Material shown:
◆ ◆ ◆ ◆ ◆ ◆ ◆
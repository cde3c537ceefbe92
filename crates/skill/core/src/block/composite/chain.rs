use crate::block::{Block, BlockCategory, BlockRef, BlockStatus};
use crate::capability::World;
use crate::context::ExecutionContext;
use crate::error::ValidationResult;

use super::CompositeState;

/// Runs the inner block only if the previous entry succeeded.
///
/// Always a `Modifier`, so it can never open a sequence.
#[derive(Clone, Debug)]
pub struct ChainBlock {
    inner: BlockRef,
}

impl ChainBlock {
    pub const ID: &'static str = "chain";

    pub fn new(inner: BlockRef) -> Self {
        Self { inner }
    }
}

impl Block for ChainBlock {
    fn id(&self) -> &str {
        Self::ID
    }

    fn category(&self) -> BlockCategory {
        BlockCategory::Modifier
    }

    fn can_execute(&self, ctx: &ExecutionContext, world: &dyn World) -> bool {
        self.inner.can_execute(ctx, world)
    }

    fn execute(&self, ctx: &mut ExecutionContext, world: &mut dyn World) -> BlockStatus {
        let resumed = matches!(ctx.take_resume(), Some(CompositeState::Gate));
        if !resumed && ctx.previous_status() != Some(BlockStatus::Success) {
            return BlockStatus::Failure;
        }

        let status = ctx.nested(|ctx| self.inner.execute(ctx, world));
        if status == BlockStatus::InProgress {
            ctx.store_resume(CompositeState::Gate);
        }
        status
    }

    fn validate(&self) -> ValidationResult {
        self.inner.validate()
    }
}
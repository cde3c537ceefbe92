//! Status returned by blocks.

/// The result of one [`Block::execute`](crate::Block::execute) call.
///
/// Unlike the instant success/failure of a turn-based tree, blocks may span
/// several ticks: composites that wait return `InProgress` and are re-entered
/// on the next tick with the same context.
#[derive(Debug, Clone, Copy, PartialEq, Eq, Hash)]
#[cfg_attr(feature = "serde", derive(serde::Serialize, serde::Deserialize))]
pub enum BlockStatus {
    /// The block finished and the sequence may continue.
    Success,

    /// The block could not do its job (no valid target, out of range, ...).
    ///
    /// Aborts the skill unless the entry is marked optional.
    Failure,

    /// The block was cut short and the whole skill must stop.
    Interrupted,

    /// The block has deferred work and must be called again next tick.
    InProgress,
}

impl BlockStatus {
    /// Returns `true` if this status is `Success`.
    #[inline]
    pub fn is_success(self) -> bool {
        matches!(self, BlockStatus::Success)
    }

    /// Returns `true` if this status is `Failure`.
    #[inline]
    pub fn is_failure(self) -> bool {
        matches!(self, BlockStatus::Failure)
    }

    /// Returns `true` for every status except `InProgress`.
    #[inline]
    pub fn is_terminal(self) -> bool {
        !matches!(self, BlockStatus::InProgress)
    }
}
//! Dynamically typed values stored in execution contexts and instance data.

use glam::Vec3;

use crate::entity::EntityId;

/// A value in a context or custom-data map.
#[derive(Clone, Debug, PartialEq)]
#[cfg_attr(feature = "serde", derive(serde::Serialize, serde::Deserialize))]
pub enum Value {
    Float(f64),
    Int(i64),
    Bool(bool),
    Text(String),
    Entity(EntityId),
    Vector(Vec3),
}

impl Value {
    /// Name of the variant, for diagnostics.
    pub fn type_name(&self) -> &'static str {
        match self {
            Value::Float(_) => "float",
            Value::Int(_) => "int",
            Value::Bool(_) => "bool",
            Value::Text(_) => "text",
            Value::Entity(_) => "entity",
            Value::Vector(_) => "vector",
        }
    }
}

/// Extraction from a [`Value`]. Returns `None` on a type mismatch.
///
/// Numeric reads are lenient in one direction only: an `Int` may be read as a
/// float, a `Float` is never truncated to an integer.
pub trait FromValue: Sized {
    fn from_value(value: &Value) -> Option<Self>;
}

impl FromValue for f64 {
    fn from_value(value: &Value) -> Option<Self> {
        match value {
            Value::Float(v) => Some(*v),
            Value::Int(v) => Some(*v as f64),
            _ => None,
        }
    }
}

impl FromValue for f32 {
    fn from_value(value: &Value) -> Option<Self> {
        f64::from_value(value).map(|v| v as f32)
    }
}

impl FromValue for i64 {
    fn from_value(value: &Value) -> Option<Self> {
        match value {
            Value::Int(v) => Some(*v),
            _ => None,
        }
    }
}

impl FromValue for i32 {
    fn from_value(value: &Value) -> Option<Self> {
        i64::from_value(value).and_then(|v| i32::try_from(v).ok())
    }
}

impl FromValue for bool {
    fn from_value(value: &Value) -> Option<Self> {
        match value {
            Value::Bool(v) => Some(*v),
            _ => None,
        }
    }
}

impl FromValue for String {
    fn from_value(value: &Value) -> Option<Self> {
        match value {
            Value::Text(v) => Some(v.clone()),
            _ => None,
        }
    }
}

impl FromValue for EntityId {
    fn from_value(value: &Value) -> Option<Self> {
        match value {
            Value::Entity(v) => Some(*v),
            _ => None,
        }
    }
}

impl FromValue for Vec3 {
    fn from_value(value: &Value) -> Option<Self> {
        match value {
            Value::Vector(v) => Some(*v),
            _ => None,
        }
    }
}

impl From<f64> for Value {
    fn from(v: f64) -> Self {
        Value::Float(v)
    }
}

impl From<f32> for Value {
    fn from(v: f32) -> Self {
        Value::Float(v as f64)
    }
}

impl From<i64> for Value {
    fn from(v: i64) -> Self {
        Value::Int(v)
    }
}

impl From<i32> for Value {
    fn from(v: i32) -> Self {
        Value::Int(v as i64)
    }
}

impl From<bool> for Value {
    fn from(v: bool) -> Self {
        Value::Bool(v)
    }
}

impl From<String> for Value {
    fn from(v: String) -> Self {
        Value::Text(v)
    }
}

impl From<&str> for Value {
    fn from(v: &str) -> Self {
        Value::Text(v.to_owned())
    }
}

impl From<EntityId> for Value {
    fn from(v: EntityId) -> Self {
        Value::Entity(v)
    }
}

impl From<Vec3> for Value {
    fn from(v: Vec3) -> Self {
        Value::Vector(v)
    }
}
◆ ◆ ◆ ◆ ◆ ◆ ◆
The task:
Please give the material above once more, unchanged.

Solution to this task:
repository cde3c537ceefbe92
filename crates/skill/core/src/block/composite/chain.rs
use crate::block::{Block, BlockCategory, BlockRef, BlockStatus};
use crate::capability::World;
use crate::context::ExecutionContext;
use crate::error::ValidationResult;

use super::CompositeState;

/// Runs the inner block only if the previous entry succeeded.
///
/// Always a `Modifier`, so it can never open a sequence.
#[derive(Clone, Debug)]
pub struct ChainBlock {
    inner: BlockRef,
}

impl ChainBlock {
    pub const ID: &'static str = "chain";

    pub fn new(inner: BlockRef) -> Self {
        Self { inner }
    }
}

impl Block for ChainBlock {
    fn id(&self) -> &str {
        Self::ID
    }

    fn category(&self) -> BlockCategory {
        BlockCategory::Modifier
    }

    fn can_execute(&self, ctx: &ExecutionContext, world: &dyn World) -> bool {
        self.inner.can_execute(ctx, world)
    }

    fn execute(&self, ctx: &mut ExecutionContext, world: &mut dyn World) -> BlockStatus {
        let resumed = matches!(ctx.take_resume(), Some(CompositeState::Gate));
        if !resumed && ctx.previous_status() != Some(BlockStatus::Success) {
            return BlockStatus::Failure;
        }

        let status = ctx.nested(|ctx| self.inner.execute(ctx, world));
        if status == BlockStatus::InProgress {
            ctx.store_resume(CompositeState::Gate);
        }
        status
    }

    fn validate(&self) -> ValidationResult {
        self.inner.validate()
    }
}
repository cde3c537ceefbe92
//! Status returned by blocks.

/// The result of one [`Block::execute`](crate::Block::execute) call.
///
/// Unlike the instant success/failure of a turn-based tree, blocks may span
/// several ticks: composites that wait return `InProgress` and are re-entered
/// on the next tick with the same context.
#[derive(Debug, Clone, Copy, PartialEq, Eq, Hash)]
#[cfg_attr(feature = "serde", derive(serde::Serialize, serde::Deserialize))]
pub enum BlockStatus {
    /// The block finished and the sequence may continue.
    Success,

    /// The block could not do its job (no valid target, out of range, ...).
    ///
    /// Aborts the skill unless the entry is marked optional.
    Failure,

    /// The block was cut short and the whole skill must stop.
    Interrupted,

    /// The block has deferred work and must be called again next tick.
    InProgress,
}

impl BlockStatus {
    /// Returns `true` if this status is `Success`.
    #[inline]
    pub fn is_success(self) -> bool {
        matches!(self, BlockStatus::Success)
    }

    /// Returns `true` if this status is `Failure`.
    #[inline]
    pub fn is_failure(self) -> bool {
        matches!(self, BlockStatus::Failure)
    }

    /// Returns `true` for every status except `InProgress`.
    #[inline]
    pub fn is_terminal(self) -> bool {
        !matches!(self, BlockStatus::InProgress)
    }
}
//! Dynamically typed values stored in execution contexts and instance data.

use glam::Vec3;

use crate::entity::EntityId;

/// A value in a context or custom-data map.
#[derive(Clone, Debug, PartialEq)]
#[cfg_attr(feature = "serde", derive(serde::Serialize, serde::Deserialize))]
pub enum Value {
    Float(f64),
    Int(i64),
    Bool(bool),
    Text(String),
    Entity(EntityId),
    Vector(Vec3),
}

impl Value {
    /// Name of the variant, for diagnostics.
    pub fn type_name(&self) -> &'static str {
        match self {
            Value::Float(_) => "float",
            Value::Int(_) => "int",
            Value::Bool(_) => "bool",
            Value::Text(_) => "text",
            Value::Entity(_) => "entity",
            Value::Vector(_) => "vector",
        }
    }
}

/// Extraction from a [`Value`]. Returns `None` on a type mismatch.
///
/// Numeric reads are lenient in one direction only: an `Int` may be read as a
/// float, a `Float` is never truncated to an integer.
pub trait FromValue: Sized {
    fn from_value(value: &Value) -> Option<Self>;
}

impl FromValue for f64 {
    fn from_value(value: &Value) -> Option<Self> {
        match value {
            Value::Float(v) => Some(*v),
            Value::Int(v) => Some(*v as f64),
            _ => None,
        }
    }
}

impl FromValue for f32 {
    fn from_value(value: &Value) -> Option<Self> {
        f64::from_value(value).map(|v| v as f32)
    }
}

impl FromValue for i64 {
    fn from_value(value: &Value) -> Option<Self> {
        match value {
            Value::Int(v) => Some(*v),
            _ => None,
        }
    }
}

impl FromValue for i32 {
    fn from_value(value: &Value) -> Option<Self> {
        i64::from_value(value).and_then(|v| i32::try_from(v).ok())
    }
}

impl FromValue for bool {
    fn from_value(value: &Value) -> Option<Self> {
        match value {
            Value::Bool(v) => Some(*v),
            _ => None,
        }
    }
}

impl FromValue for String {
    fn from_value(value: &Value) -> Option<Self> {
        match value {
            Value::Text(v) => Some(v.clone()),
            _ => None,
        }
    }
}

impl FromValue for EntityId {
    fn from_value(value: &Value) -> Option<Self> {
        match value {
            Value::Entity(v) => Some(*v),
            _ => None,
        }
    }
}

impl FromValue for Vec3 {
    fn from_value(value: &Value) -> Option<Self> {
        match value {
            Value::Vector(v) => Some(*v),
            _ => None,
        }
    }
}

impl From<f64> for Value {
    fn from(v: f64) -> Self {
        Value::Float(v)
    }
}

impl From<f32> for Value {
    fn from(v: f32) -> Self {
        Value::Float(v as f64)
    }
}

impl From<i64> for Value {
    fn from(v: i64) -> Self {
        Value::Int(v)
    }
}

impl From<i32> for Value {
    fn from(v: i32) -> Self {
        Value::Int(v as i64)
    }
}

impl From<bool> for Value {
    fn from(v: bool) -> Self {
        Value::Bool(v)
    }
}

impl From<String> for Value {
    fn from(v: String) -> Self {
        Value::Text(v)
    }
}

impl From<&str> for Value {
    fn from(v: &str) -> Self {
        Value::Text(v.to_owned())
    }
}

impl From<EntityId> for Value {
    fn from(v: EntityId) -> Self {
        Value::Entity(v)
    }
}

impl From<Vec3> for Value {
    fn from(v: Vec3) -> Self {
        Value::Vector(v)
    }
}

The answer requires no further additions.